Given the low probability of curing death in our lifetimes isn’t psychological acceptance of death more likely to make one happy?
The anti-death argument you are implicitly referencing only states that “Death is bad”, not “we have to feel negative emotions in response to death”.
There’s nothing wrong with coming to terms with it, as in “this bad thing will probably happen to me, and I accept that it must be so”. It’s like if you lose a limb—its possible to come to terms with that even if it’s clearly bad.
If we end biological aging we still have accidents. If we end accidents we still have suicide. If we end suicide we still have the heat death of the universe.
Making peace with death isn’t a terrible use of time regardless of circumstance.
Also, a pretty disgusting totalitarian regime.
Or it is still an option but no one ever takes it because existing is universally awesome.
Along these lines, if we pretend there is actually a zero percent chance of curing death in our lifetime, how should we rationally act differently? Often people use the cliche ‘if you were going to die tomorrow what would you do differently today?’ as a thought experiment, seemingly implying (to me at least) that we’re already living rationally for an ~80 year lifetime and that only changes in behavior should come from learning you have a very short time to live left.
I often wonder if I too easily approximate ~80 years as infinity in my reasoning about life, and that I’m not appropriately taking into account an 80 year life span (or much shorter if you subtract sleep, how old you are now, and years of life you think you’ll be healthy enough to have control over).

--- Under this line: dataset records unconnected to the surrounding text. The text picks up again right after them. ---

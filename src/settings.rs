//! Game tuning
//!
//! Loaded from a JSON file on startup. Every field has a default so partial
//! files are accepted.

use std::path::Path;

use serde::{Deserialize, Serialize};

use crate::consts::*;
use crate::error::{StackError, StackResult};
use crate::sim::PlatformSize;

/// Tuning values for the stack engine and the reference mover
#[derive(Debug, Clone, PartialEq, Serialize, Deserialize)]
#[serde(default)]
pub struct Settings {
    /// Height of each platform slab (also the vertical step per level)
    pub platform_height: f32,
    /// Delay before the first moving platform appears (seconds)
    pub spawn_delay: f32,
    /// Base platform width (x extent)
    pub base_width: f32,
    /// Base platform depth (z extent)
    pub base_depth: f32,

    // === Reference mover ===
    /// Half-range of the oscillation around the origin
    pub mover_amplitude: f32,
    /// Travel speed in units per second
    pub mover_speed: f32,
}

impl Default for Settings {
    fn default() -> Self {
        Self {
            platform_height: PLATFORM_HEIGHT,
            spawn_delay: SPAWN_DELAY,
            base_width: BASE_WIDTH,
            base_depth: BASE_DEPTH,
            mover_amplitude: MOVER_AMPLITUDE,
            mover_speed: MOVER_SPEED,
        }
    }
}

impl Settings {
    /// Parse and validate settings from a JSON string
    pub fn from_json(json: &str) -> StackResult<Self> {
        let settings: Settings = serde_json::from_str(json)?;
        settings.validate()?;
        Ok(settings)
    }

    /// Read settings from a file, strict (errors are returned)
    pub fn read(path: impl AsRef<Path>) -> StackResult<Self> {
        let json = std::fs::read_to_string(path)?;
        Self::from_json(&json)
    }

    /// Load settings from a file, falling back to defaults on any failure
    pub fn load(path: impl AsRef<Path>) -> Self {
        let path = path.as_ref();
        match Self::read(path) {
            Ok(settings) => {
                log::info!("Loaded settings from {}", path.display());
                settings
            }
            Err(err) => {
                log::warn!("Using default settings ({}): {}", path.display(), err);
                Self::default()
            }
        }
    }

    /// Reject values the geometry cannot work with
    pub fn validate(&self) -> StackResult<()> {
        let positive = [
            ("platform_height", self.platform_height),
            ("base_width", self.base_width),
            ("base_depth", self.base_depth),
            ("mover_amplitude", self.mover_amplitude),
            ("mover_speed", self.mover_speed),
        ];
        for (name, value) in positive {
            if !(value > 0.0 && value.is_finite()) {
                return Err(StackError::InvalidSettings(format!(
                    "{name} must be positive, got {value}"
                )));
            }
        }
        if !(self.spawn_delay >= 0.0 && self.spawn_delay.is_finite()) {
            return Err(StackError::InvalidSettings(format!(
                "spawn_delay must be non-negative, got {}",
                self.spawn_delay
            )));
        }
        Ok(())
    }

    /// Footprint of the base platform (and of the first mover)
    pub fn base_size(&self) -> PlatformSize {
        PlatformSize::new(self.base_width, self.base_depth)
    }
}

TLDR: I think it’s hard to reason about spans of time that are longer than we’ve experienced but shorter than infinity, and I don’t know what to do about it.
Your intuitive notion of how long a year is already takes into account time lost from sleep, so you shouldn’t explicitly subtract that off.
Imagine a large paper divided into 100 x 100 squares. One of those squares, most likely at the bottom part of the paper, contains an invisible mark. Every day you remove a square. When you remove the one with the invisible mark, you die.
(If you are a student, you have more expected days remaining, but you should be aware that they will be on average less useful than the ones you have now, because generally, as you grow older, you have gradually more duties and worse health. So you probably should imagine 100 x 100 days, even if you have more, to compensate for this bias.)
Too much or too little? Think about the activities and plans you were doing recently, to calibrate yourself how many squares would each of them cost. (Include the days when you were too tired or too busy to do anything useful, because those days passed too.) This gives you an idea about how much can you do. Now think about the things you did 10 years ago; how happy you are you did them; how many of them do you even remember. This gives you an idea about how you will feel 20 or 30 years later about how you spend your time now.
I don’t think that probability is low.
But even if it would be low, not tormenting yourself with the idea that you will die is not the same thing as completely accepting death.
Not if you think slightly increasing the probability of death being cured is more important than being happy. (I’m not saying I think this.)
And if you think that being happy (as a result of psychologically accepting death) reduces the probability of death being cured.